For people with diabetes, winter can bring many battles, such as cold feet, that don’t need to be fought if reflexology is considered. Fiona Hardie tells us more.
Winter is slowly introducing herself through autumn colours and leaves falling from the trees. Heaters are being hauled out of storage and there is a decided increase in tea and coffee consumption, larger meals, as well as a deep need for thick socks and fluffy boots or slippers.
While this conjures up cosy images of comfort food and crackling fires, for people with diabetes this can spell trouble particularly with those who have peripheral neuropathy, the loss of feeling, numbness, or tingling one gets in the extremities due to high blood glucose levels. Burning soles and itchiness are another symptom of diabetic neuropathy caused by cytokines (proteins released by the immune system to regulate the inflammatory process).
Added to this, the cold weather also slows circulation as we tend to be somewhat more sedentary in the winter months. People with diabetes should definitely not resort to sitting too close to heaters or using hot water bottles which not only dries skin out, but can lead to blisters, ulcers and much worse if they have lost some sensation in their feet. Cooler weather also worsens neuropathy because blood vessels constrict when temperatures drop, resulting in less blood flow to the nerves. This can mean more pain and numbness.
Winter can bring many battles, for people with diabetes, that don’t need to be fought if reflexology as a therapeutic treatment is considered.
Reflexology is a blessing for numbness in the extremities because the reflexes are stimulated, which encourages blood flow to the nerves. This stimulation comes as a result of firm pressure exerted on the soles and tops of the feet, energising the corresponding organs in the body thus removing blockages in this flow of energy. Therefore, numbness is decreased, and mobility increased which lessens the chance of injury to the feet, loss of balance and overall feelings of discomfort.
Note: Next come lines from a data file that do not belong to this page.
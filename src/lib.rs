//! Publish a local directory to a git remote.
//!
//! The library exposes the publish pipeline ([`publish::Publisher`]) behind
//! injectable capabilities for git ([`git::Vcs`]), confirmation and time, so
//! the `spiegel` binary and tests drive the same code.

pub mod commands;
pub mod git;
pub mod id;
pub mod naming;
pub mod output;
pub mod publish;
pub mod types;

#[cfg(test)]
mod testutil;
//! Branch names and commit messages for a publish run.
//!
//! Derived names carry a second-resolution local timestamp, so two runs in
//! the same second with the same prefix produce the same name. With a fixed
//! clock the result is fully deterministic.

use chrono::{DateTime, Local};
use thiserror::Error;

/// Timestamp layout used in derived branch names
pub const BRANCH_TIMESTAMP: &str = "%Y%m%d-%H%M%S";

/// Timestamp layout appended to commit messages
pub const MESSAGE_TIMESTAMP: &str = "%Y-%m-%d %H:%M:%S";

#[derive(Error, Debug, PartialEq, Eq)]
pub enum BranchNameError {
    #[error("branch name is empty")]
    Empty,
    #[error("branch name '{0}' contains forbidden character {1:?}")]
    ForbiddenChar(String, char),
    #[error("branch name '{0}' contains forbidden sequence '{1}'")]
    ForbiddenSequence(String, &'static str),
    #[error("branch name '{0}' has an invalid component")]
    BadComponent(String),
}

/// Default branch name: `<prefix><YYYYmmdd-HHMMSS>`
pub fn derive_branch_name(prefix: &str, now: &DateTime<Local>) -> String {
    format!("{}{}", prefix, now.format(BRANCH_TIMESTAMP))
}

/// Commit message: `<stem> (<YYYY-mm-dd HH:MM:SS>)`
pub fn commit_message(stem: &str, now: &DateTime<Local>) -> String {
    format!("{} ({})", stem.trim(), now.format(MESSAGE_TIMESTAMP))
}

/// Check a branch name against the rules of `git check-ref-format --branch`
/// that matter for names typed on a command line.
pub fn validate_branch_name(name: &str) -> Result<(), BranchNameError> {
    if name.is_empty() {
        return Err(BranchNameError::Empty);
    }

    for c in name.chars() {
        if c.is_ascii_control() || matches!(c, ' ' | '~' | '^' | ':' | '?' | '*' | '[' | '\\') {
            return Err(BranchNameError::ForbiddenChar(name.to_string(), c));
        }
    }

    for seq in ["..", "@{", "//"] {
        if name.contains(seq) {
            return Err(BranchNameError::ForbiddenSequence(name.to_string(), seq));
        }
    }

    if name == "@" || name.starts_with('-') || name.ends_with('.') || name.ends_with('/') {
        return Err(BranchNameError::BadComponent(name.to_string()));
    }

    let bad_component = name
        .split('/')
        .any(|part| part.is_empty() || part.starts_with('.') || part.ends_with(".lock"));
    if bad_component {
        return Err(BranchNameError::BadComponent(name.to_string()));
    }

    Ok(())
}

#[cfg(test)]
mod tests {
    use super::*;
    use chrono::TimeZone;

    fn at(h: u32, m: u32, s: u32) -> DateTime<Local> {
        Local.with_ymd_and_hms(2026, 10, 17, h, m, s).single().unwrap()
    }

    #[test]
    fn test_derive_branch_name() {
        assert_eq!(
            derive_branch_name("export-from-local-", &at(9, 5, 7)),
            "export-from-local-20261017-090507"
        );
    }

    #[test]
    fn test_same_second_collides() {
        let a = derive_branch_name("export-from-local-", &at(12, 0, 0));
        let b = derive_branch_name("export-from-local-", &at(12, 0, 0));
        let c = derive_branch_name("export-from-local-", &at(12, 0, 1));
        assert_eq!(a, b);
        assert_ne!(a, c);
    }

    #[test]
    fn test_derived_names_are_valid() {
        let name = derive_branch_name("export-from-local-", &at(23, 59, 59));
        assert!(validate_branch_name(&name).is_ok());
    }

    #[test]
    fn test_commit_message() {
        assert_eq!(
            commit_message("Export from local workspace ", &at(14, 3, 9)),
            "Export from local workspace (2026-10-17 14:03:09)"
        );
    }

    #[test]
    fn test_valid_names() {
        for name in ["export-1", "feature/foo", "release_1.0", "v2.0.0-rc1", "a/b/c"] {
            assert!(validate_branch_name(name).is_ok(), "{} should be valid", name);
        }
    }

    #[test]
    fn test_empty_name() {
        assert_eq!(validate_branch_name(""), Err(BranchNameError::Empty));
    }

    #[test]
    fn test_forbidden_chars() {
        assert!(matches!(
            validate_branch_name("my branch"),
            Err(BranchNameError::ForbiddenChar(_, ' '))
        ));
        assert!(matches!(
            validate_branch_name("branch:name"),
            Err(BranchNameError::ForbiddenChar(_, ':'))
        ));
        assert!(matches!(
            validate_branch_name("feature\\foo"),
            Err(BranchNameError::ForbiddenChar(_, '\\'))
        ));
    }

    #[test]
    fn test_forbidden_sequences() {
        assert!(matches!(
            validate_branch_name("a..b"),
            Err(BranchNameError::ForbiddenSequence(_, ".."))
        ));
        assert!(matches!(
            validate_branch_name("a@{1}"),
            Err(BranchNameError::ForbiddenSequence(_, "@{"))
        ));
        assert!(matches!(
            validate_branch_name("a//b"),
            Err(BranchNameError::ForbiddenSequence(_, "//"))
        ));
    }

    #[test]
    fn test_bad_components() {
        for name in ["-flag", "trailing.", "trailing/", "/leading", ".hidden", "a/.b", "x.lock", "@"] {
            assert!(
                matches!(validate_branch_name(name), Err(BranchNameError::BadComponent(_))),
                "{} should be rejected",
                name
            );
        }
    }
}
Additionally, swelling, pain, and the burning sensation respond favourably to reflexology treatments.
Reflexology can also work wonders in assisting in the maintenance of healthy blood glucose levels. HbA1c levels which are the average blood glucose levels also tend to rise during winter as exercise decreases and food consumption increases. This can weaken the immune system leading not only to colds and flu but also increases the risk of bacterial skin infections, such as Athlete’s foot.
The previously mentioned reflex stimulation can help in this dilemma. This is because the various glands responsible for producing white blood cells and building our immunity, as well as the organs involved in insulin regulation, such as the pancreas and liver, are stimulated, consequently helping to maintain the desired balanced blood glucose levels.1
Emotional and mental well-being
Beyond the physical, reflexology can have a profound impact on the emotional and mental states that are often accompanied by winter. It offers comfort because in the aforementioned stimulations, serotonin and oxytocin (feel good hormones) are increased. Moreover, the firm confident pressure of the therapist during the treatment also lends a feeling of reassurance. Overall, a sense of relief is found not only in the extremities, thus rendering reflexology an all-encompassing therapy.
Spotting other health issues
Therapeutic reflexology can be a diabetic patient’s best friend during this cold season as the reflexologist does a thorough inspection of the condition of the nails and feet as this is how we can tell what is going on in the body. Each individual clients’ specific health issues and symptoms are taken into consideration allowing the therapy to be more personalised and efficient in its process.
Reflexology is not simply a foot massage but a systematic treatment that is incredibly powerful in assisting the body in healing itself by bringing about a profound feeling of relaxation during the cold months of winter.